- Born: Sebastian Angus Gardner 19 March 1960 (age 66)
- Awards: Leverhulme Research Fellowship

Education
- Education: University of Cambridge (PhD)
- Thesis: Sartre's critique of Freud: irrationality and the philosophy of psychoanalysis (1987)

Philosophical work
- Era: 21st-century philosophy
- Region: Western philosophy
- School: German idealism
- Institutions: University College London
- Main interests: Kant, nineteenth-century German philosophy, psychoanalysis, Sartre, aesthetics
- Website: http://www.ucl.ac.uk/~uctyseg/

= Sebastian Gardner =

British philosopher

Sebastian Angus Gardner (born 19 March 1960) is a British philosopher and Professor of Philosophy at University College London. He is known for his expertise on Kant, German idealism, Sartre and Freud, and for his philosophical interpretations and investigations in the subject of psychoanalytic theory.

==Education and career==

Gardner earned his B.A. in 1982 and his Ph.D. in 1987, both from the University of Cambridge.
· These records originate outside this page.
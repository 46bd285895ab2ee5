//! Depth styling for the values around the selection center.
//!
//! Pure functions of `(slot, active_float)`.  The renderer asks for a
//! bounded window of slots around the rounded active index and draws each
//! one with the returned opacity, scale and offset.  Lookup into the value
//! list goes through [`mapper::wrap_index`], so a finite list reads as an
//! endless ring.

use super::mapper;

/// Product-tunable styling constants.
#[derive(Debug, Clone, PartialEq)]
pub struct StyleTuning {
    /// Opacity lost per step of distance from center.
    pub fade_rate: f64,
    pub min_opacity: f64,
    pub max_opacity: f64,
    /// Scale lost per step of distance from center.
    pub shrink_rate: f64,
    pub min_scale: f64,
    /// Slots drawn on each side of the center.
    pub radius: u32,
}

impl Default for StyleTuning {
    fn default() -> Self {
        Self {
            fade_rate: 0.22,
            min_opacity: 0.12,
            max_opacity: 1.0,
            shrink_rate: 0.05,
            min_scale: 0.85,
            radius: 6,
        }
    }
}

/// How to draw one slot.
#[derive(Debug, Clone, Copy, PartialEq)]
pub struct SlotStyle {
    pub opacity: f64,
    pub scale: f64,
    /// Displacement from the selection center along the wheel axis, in
    /// position units.
    pub offset: f64,
}

/// Style for the slot at unwrapped index `raw_index`.
///
/// The offset law `(raw_index − active_float) × step_size` holds regardless
/// of tuning; only opacity and scale are shaped by it.
pub fn style_for_slot(raw_index: i64, active_float: f64, step_size: f64, tuning: &StyleTuning) -> SlotStyle {
    let signed = raw_index as f64 - active_float;
    let distance = signed.abs();

    // `max().min()` rather than `clamp` so an inverted range from a hand-edited
    // config can't panic.
    let opacity = (1.0 - distance * tuning.fade_rate)
        .max(tuning.min_opacity)
        .min(tuning.max_opacity);
    let scale = (1.0 - distance * tuning.shrink_rate).max(tuning.min_scale).min(1.0);

    SlotStyle {
        opacity,
        scale,
        offset: signed * step_size,
    }
}

/// A slot in the visible window.
#[derive(Debug, Clone, Copy, PartialEq)]
pub struct VisibleSlot {
    /// Unwrapped index.  Stable while the wheel moves, so usable as a key.
    pub raw_index: i64,
    /// Position in the backing value list.
    pub value_index: usize,
    pub style: SlotStyle,
}

/// The `2·radius + 1` slots around the rounded active index, in ascending
/// raw-index order.
pub fn visible_slots(
    active_float: f64,
    value_count: usize,
    step_size: f64,
    tuning: &StyleTuning,
) -> impl Iterator<Item = VisibleSlot> + '_ {
    let base = mapper::nearest_step(active_float);
    let radius = i64::from(tuning.radius);
    (base - radius..=base + radius).map(move |raw_index| VisibleSlot {
        raw_index,
        value_index: mapper::wrap_index(raw_index, value_count),
        style: style_for_slot(raw_index, active_float, step_size, tuning),
    })
}
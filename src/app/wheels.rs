//! The six time wheels: what each one shows and how their indices map to a
//! time of day.

use anyhow::{bail, Result};
use chrono::{NaiveTime, Timelike};

use crate::core::selector::Selector;

/// Which end of the range a wheel belongs to.
#[derive(Debug, Clone, Copy, PartialEq, Eq)]
pub enum Side {
    Start,
    End,
}

impl Side {
    pub const ALL: [Side; 2] = [Side::Start, Side::End];

    pub fn label(self) -> &'static str {
        match self {
            Side::Start => "Start",
            Side::End => "End",
        }
    }
}

#[derive(Debug, Clone, Copy, PartialEq, Eq)]
pub enum WheelKind {
    Hour,
    Minute,
    Period,
}

impl WheelKind {
    /// Order of the wheels inside one group, left to right.
    pub const ALL: [WheelKind; 3] = [WheelKind::Hour, WheelKind::Minute, WheelKind::Period];

    pub fn value_count(self) -> usize {
        match self {
            WheelKind::Hour => 12,
            WheelKind::Minute => 60,
            WheelKind::Period => 2,
        }
    }

    /// Text for value `index`.  Hour index 0 reads as `12`.
    pub fn label(self, index: usize) -> String {
        match self {
            WheelKind::Hour if index == 0 => "12".into(),
            WheelKind::Hour | WheelKind::Minute => format!("{index:02}"),
            WheelKind::Period if index == 0 => "AM".into(),
            WheelKind::Period => "PM".into(),
        }
    }
}

/// One wheel on screen plus what it last reported.
pub struct Wheel {
    pub side: Side,
    pub kind: WheelKind,
    pub selector: Selector,
    /// Index the wheel was created on; `reset` returns here.
    pub initial: usize,
    /// Last settled index.
    pub committed: usize,
    /// Last index seen, settled or not.
    pub live: usize,
    /// A haptic pulse is showing until this time.
    pub pulse_until_ms: Option<f64>,
}

impl Wheel {
    pub fn new(side: Side, kind: WheelKind, selector: Selector) -> Self {
        let index = selector.active_index();
        Self {
            side,
            kind,
            selector,
            initial: index,
            committed: index,
            live: index,
            pulse_until_ms: None,
        }
    }

    pub fn is_pulsing(&self) -> bool {
        self.pulse_until_ms.is_some()
    }
}

/// Wheel indices `[hour, minute, period]` showing `time`.
pub fn indices_for(time: NaiveTime) -> [usize; 3] {
    let hour = time.hour() as usize;
    [hour % 12, time.minute() as usize, hour / 12]
}

/// The time shown by `[hour, minute, period]` indices.
pub fn time_from_indices([hour, minute, period]: [usize; 3]) -> Option<NaiveTime> {
    let hour = u32::try_from(period * 12 + hour).ok()?;
    let minute = u32::try_from(minute).ok()?;
    NaiveTime::from_hms_opt(hour, minute, 0)
}

/// Accepts `HH:MM` (24-hour) or `HH:MM AM`/`HH:MMpm` (12-hour).
pub fn parse_time(input: &str) -> Result<NaiveTime> {
    let cleaned: String = input.split_whitespace().collect::<String>().to_uppercase();
    for format in ["%H:%M", "%I:%M%p"] {
        if let Ok(time) = NaiveTime::parse_from_str(&cleaned, format) {
            return Ok(time);
        }
    }
    bail!("unrecognised time {input:?} (expected HH:MM or HH:MM AM/PM)")
}

pub fn format_time(time: NaiveTime) -> String {
    time.format("%I:%M %p").to_string()
}

#[cfg(test)]
mod tests {
    use super::*;

    fn hm(h: u32, m: u32) -> NaiveTime {
        NaiveTime::from_hms_opt(h, m, 0).unwrap()
    }

    #[test]
    fn parses_both_clock_styles() {
        assert_eq!(parse_time("21:05").unwrap(), hm(21, 5));
        assert_eq!(parse_time("09:30PM").unwrap(), hm(21, 30));
        assert_eq!(parse_time("09:30 am").unwrap(), hm(9, 30));
        assert_eq!(parse_time("12:00AM").unwrap(), hm(0, 0));
        assert_eq!(parse_time(" 12:15 pm ").unwrap(), hm(12, 15));
        assert!(parse_time("25:00").is_err());
        assert!(parse_time("noon").is_err());
    }

    #[test]
    fn indices_follow_the_twelve_hour_dial() {
        assert_eq!(indices_for(hm(0, 0)), [0, 0, 0]);
        assert_eq!(indices_for(hm(12, 30)), [0, 30, 1]);
        assert_eq!(indices_for(hm(23, 59)), [11, 59, 1]);
        assert_eq!(time_from_indices([5, 7, 1]), Some(hm(17, 7)));
        assert_eq!(time_from_indices([5, 60, 1]), None);
    }

    #[test]
    fn labels() {
        assert_eq!(WheelKind::Hour.label(0), "12");
        assert_eq!(WheelKind::Hour.label(3), "03");
        assert_eq!(WheelKind::Minute.label(59), "59");
        assert_eq!(WheelKind::Period.label(1), "PM");
        assert_eq!(format_time(hm(17, 5)), "05:05 PM");
    }
}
His doctoral thesis, later revised into a book publication, dealt with Sartre's critique of Freud. He taught first at Birkbeck College, London and then, from 1998, at UCL. He has written extensively on Freud and psychoanalysis, on Kant, and on post-Kantian philosophy, including Fichte, Schelling, Hegel and Nietzsche.

His 1993 book Irrationality and the Philosophy of Psychoanalysis attempted to justify a view of the psychoanalytic subject and the unconscious which nevertheless maintained fidelity to Sartre's critique of the Freudian unconscious and the censorship mechanism. Gardner argues for the failure of sub-systemic theories of the mind (such as those of cognitive psychology) to provide a framework for actively irreconcilable or self-contradicting actions, utterances, or impulses, which can be conceptualised as internal to the subject. He therefore distinguishes between the propositional structure of consciousness which is distorted by the 'pre-propositional' forms of the unconscious. In this sense the unconscious does not directly 'compete' with conscious structures, but is rather irreducible to the modes in which conscious discourse is articulated. Kleinian phantasy, as a pre-linguistic composition of part-objects and drives, is presented as a potential way of understanding such a pre-propositional unconscious.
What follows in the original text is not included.